Em seu terceiro livro, Clemente continua com uma veia semelhante, condenando os cosméticos por ser a alma, não o corpo, deve-se procurar embelezar. Clemente também se opõe ao tingimento dos cabelos dos homens e à depilação masculina como sendo efeminado. Ele aconselha a escolher cuidadosamente a sua companhia, para evitar ser corrompido por pessoas imorais, e embora argumentando que a riqueza material não é pecado em si, é muito provável que distraia alguém da riqueza espiritual infinitamente mais importante que se encontra em Cristo. O trabalho termina com seleções de escrituras apoiando o argumento de Clemente, e seguindo uma oração, a letra de um hino.

StromataEdit

Clemente descreve os Stromata como um trabalho sobre vários assuntos que brotam no texto como flores em um prado.

Artigo principal: Stromata

Os conteúdos dos Stromata, como o seu título sugere, são diversos. Seu lugar na trilogia é disputado – Clemente pretendeu inicialmente escrever o Didasculus, um trabalho que complementaria a orientação prática do Paedagogus com uma escolaridade mais intelectual em teologia. O Stromata é menos sistemático e ordenado que as outras obras de Clemente, e foi teorizado por André Méhat que se destinava a um público limitado e esotérico. Embora Eusébio tenha escrito sobre os oito livros da obra, apenas sete, sem dúvida, sobrevivem. Fócio, escrevendo no século IX, encontrou vários textos anexos aos manuscritos dos sete livros canônicos, o que levou Daniel Heinsius a sugerir que o oitavo livro original está perdido, e ele identificou o texto supostamente do oitavo livro como fragmentos das Hipotyposes.

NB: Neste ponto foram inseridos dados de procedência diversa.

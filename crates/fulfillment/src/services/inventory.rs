//! Inventory system sync.

use std::sync::{Arc, Mutex, PoisonError};
use std::time::Duration;

use async_trait::async_trait;
use domain::OrderNumber;

use crate::{FulfillmentError, FulfillmentJob};

/// Tells the external inventory system (ERP) about a committed order.
#[async_trait]
pub trait InventorySyncService: Send + Sync {
    async fn sync_order(&self, job: &FulfillmentJob) -> Result<(), FulfillmentError>;
}

/// Stands in for the ERP integration by sleeping for a fixed latency.
#[derive(Debug, Clone)]
pub struct SimulatedInventorySyncService {
    latency: Duration,
}

impl SimulatedInventorySyncService {
    pub fn new(latency: Duration) -> Self {
        Self { latency }
    }
}

#[async_trait]
impl InventorySyncService for SimulatedInventorySyncService {
    async fn sync_order(&self, job: &FulfillmentJob) -> Result<(), FulfillmentError> {
        tokio::time::sleep(self.latency).await;
        tracing::info!(order_number = %job.order_number, "inventory synced");
        Ok(())
    }
}

#[derive(Debug, Default)]
struct InMemoryInventoryState {
    synced: Vec<OrderNumber>,
    fail_on_sync: bool,
}

/// In-memory inventory sync service for testing.
#[derive(Debug, Clone, Default)]
pub struct InMemoryInventorySyncService {
    state: Arc<Mutex<InMemoryInventoryState>>,
}

impl InMemoryInventorySyncService {
    /// Creates a new in-memory inventory sync service.
    pub fn new() -> Self {
        Self::default()
    }

    /// Configures the service to fail every sync while set.
    pub fn set_fail_on_sync(&self, fail: bool) {
        self.state
            .lock()
            .unwrap_or_else(PoisonError::into_inner)
            .fail_on_sync = fail;
    }

    /// Returns the order numbers synced so far.
    pub fn synced(&self) -> Vec<OrderNumber> {
        self.state
            .lock()
            .unwrap_or_else(PoisonError::into_inner)
            .synced
            .clone()
    }
}

#[async_trait]
impl InventorySyncService for InMemoryInventorySyncService {
    async fn sync_order(&self, job: &FulfillmentJob) -> Result<(), FulfillmentError> {
        let mut state = self.state.lock().unwrap_or_else(PoisonError::into_inner);

        if state.fail_on_sync {
            return Err(FulfillmentError::InventorySync(
                "ERP unavailable".to_string(),
            ));
        }

        state.synced.push(job.order_number.clone());
        Ok(())
    }
}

O primeiro livro começa sobre o tema da filosofia grega. Consistente com seus outros escritos, Clemente afirma que a filosofia teve um papel propedêutico para os gregos, semelhante à função da lei para os judeus. Ele embarca então em uma discussão das origens da cultura e da tecnologia gregas, argumentando que a maioria das figuras importantes no mundo grego eram estrangeiros, e (erroneamente) que a cultura judaica era a influência mais significativa na Grécia. Numa tentativa de demonstrar a primazia de Moisés, Clemente dá uma cronologia extensa do mundo, onde ele data o nascimento de Cristo a 25 de Abril ou Maio, 4-2 AC, e a criação do mundo a 5592 AC. Os livros terminam com uma discussão sobre a origem das línguas e a possibilidade de uma influência judaica em Platão.

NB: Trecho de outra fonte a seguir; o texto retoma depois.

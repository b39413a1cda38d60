//! Product catalog endpoints.

use std::sync::Arc;

use axum::Json;
use axum::extract::State;
use axum::http::StatusCode;
use domain::{Money, NewProduct, Product};
use serde::{Deserialize, Serialize};
use store::Store;

use crate::AppState;
use crate::auth::AuthUser;
use crate::error::ApiError;

#[derive(Deserialize)]
pub struct CreateProductRequest {
    pub name: String,
    #[serde(default)]
    pub description: String,
    pub sku: String,
    pub price_cents: i64,
    pub stock: u32,
}

#[derive(Serialize)]
pub struct ProductResponse {
    pub id: String,
    pub name: String,
    pub description: String,
    pub sku: String,
    pub price: f64,
    pub price_cents: i64,
    pub stock: u32,
}

impl From<Product> for ProductResponse {
    fn from(p: Product) -> Self {
        Self {
            id: p.id.to_string(),
            name: p.name,
            description: p.description,
            sku: p.sku,
            price: p.price.as_decimal(),
            price_cents: p.price.cents(),
            stock: p.stock,
        }
    }
}

#[derive(Serialize)]
pub struct ProductListResponse {
    pub products: Vec<ProductResponse>,
}

/// GET /api/v1/products — list the catalog. Public.
#[tracing::instrument(skip(state))]
pub async fn list<S: Store + Clone + 'static>(
    State(state): State<Arc<AppState<S>>>,
) -> Result<Json<ProductListResponse>, ApiError> {
    let products = state.catalog.list_products().await?;
    Ok(Json(ProductListResponse {
        products: products.into_iter().map(ProductResponse::from).collect(),
    }))
}

/// POST /api/v1/products — add a product to the catalog.
#[tracing::instrument(skip(state, user, req), fields(user_id = %user.0))]
pub async fn create<S: Store + Clone + 'static>(
    State(state): State<Arc<AppState<S>>>,
    user: AuthUser,
    Json(req): Json<CreateProductRequest>,
) -> Result<(StatusCode, Json<ProductResponse>), ApiError> {
    let product = state
        .catalog
        .create_product(NewProduct {
            name: req.name,
            description: req.description,
            sku: req.sku,
            price: Money::from_cents(req.price_cents),
            stock: req.stock,
        })
        .await?;

    Ok((StatusCode::CREATED, Json(product.into())))
}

O segundo livro é largamente dedicado aos respectivos papéis da fé e do argumento filosófico. Clemente afirma que embora ambos sejam importantes, o temor a Deus é o mais importante, porque através da fé se recebe a sabedoria divina. Para Clemente, a Escritura é uma filosofia primitiva inata, que é complementada pela razão humana através do Logos. A fé é voluntária, e a decisão de acreditar é um passo fundamental crucial para se aproximar de Deus. Nunca é irracional, pois se baseia no conhecimento da verdade do Logos, mas todo o conhecimento procede da fé, pois os primeiros princípios são inaprováveis fora de uma estrutura sistemática.

O terceiro livro cobre a ascese. Ele discute o casamento, que é tratado de forma semelhante no Paedagogus. Clemente rejeita a oposição gnóstica ao casamento, argumentando que somente os homens que não se interessam pelas mulheres devem permanecer celibatários, e que o sexo é um bem positivo se realizado dentro do casamento para fins de procriação. Ele argumenta que isso nem sempre foi assim: a Queda ocorreu porque Adão e Eva sucumbiram ao seu desejo um pelo outro, e copularam antes do tempo previsto. Ele argumenta contra a idéia de que os cristãos devem rejeitar sua família por uma vida ascética, que deriva de Lucas 14:25-27, argumentando que Jesus não teria contrariado o preceito de “Honrar teu Pai e tua Mãe” (Êxodo 20:12), um dos Dez Mandamentos. Clemente conclui que a ascese só será recompensada se a motivação for cristã por natureza, e assim a ascese de não-cristãos como os ginasofistas é inútil.

Clement começa o quarto livro com uma explicação tardia da natureza desorganizada da obra, e dá uma breve descrição de seus objetivos para os três ou quatro livros restantes. O quarto livro focaliza o martírio. Embora todos os bons cristãos não devam ter medo da morte, Clemente condena aqueles que procuram ativamente a morte de um mártir, argumentando que não têm respeito suficiente pelo dom da vida de Deus. Ele é ambivalente sobre se qualquer cristão crente pode se tornar um mártir em virtude da maneira de morrer, ou se o martírio é reservado para aqueles que viveram vidas excepcionais. Os marcianos não podem tornar-se mártires, porque não acreditam na divindade de Deus Pai, por isso os seus sofrimentos são em vão. Há então uma digressão sobre o tema da epistemologia teológica. Segundo Clemente, não há como testar empiricamente a existência de Deus Pai, porque o Logos tem um significado revelador, não analisável, embora Cristo fosse um objeto dos sentidos. Deus não teve início, e é o primeiro princípio universal.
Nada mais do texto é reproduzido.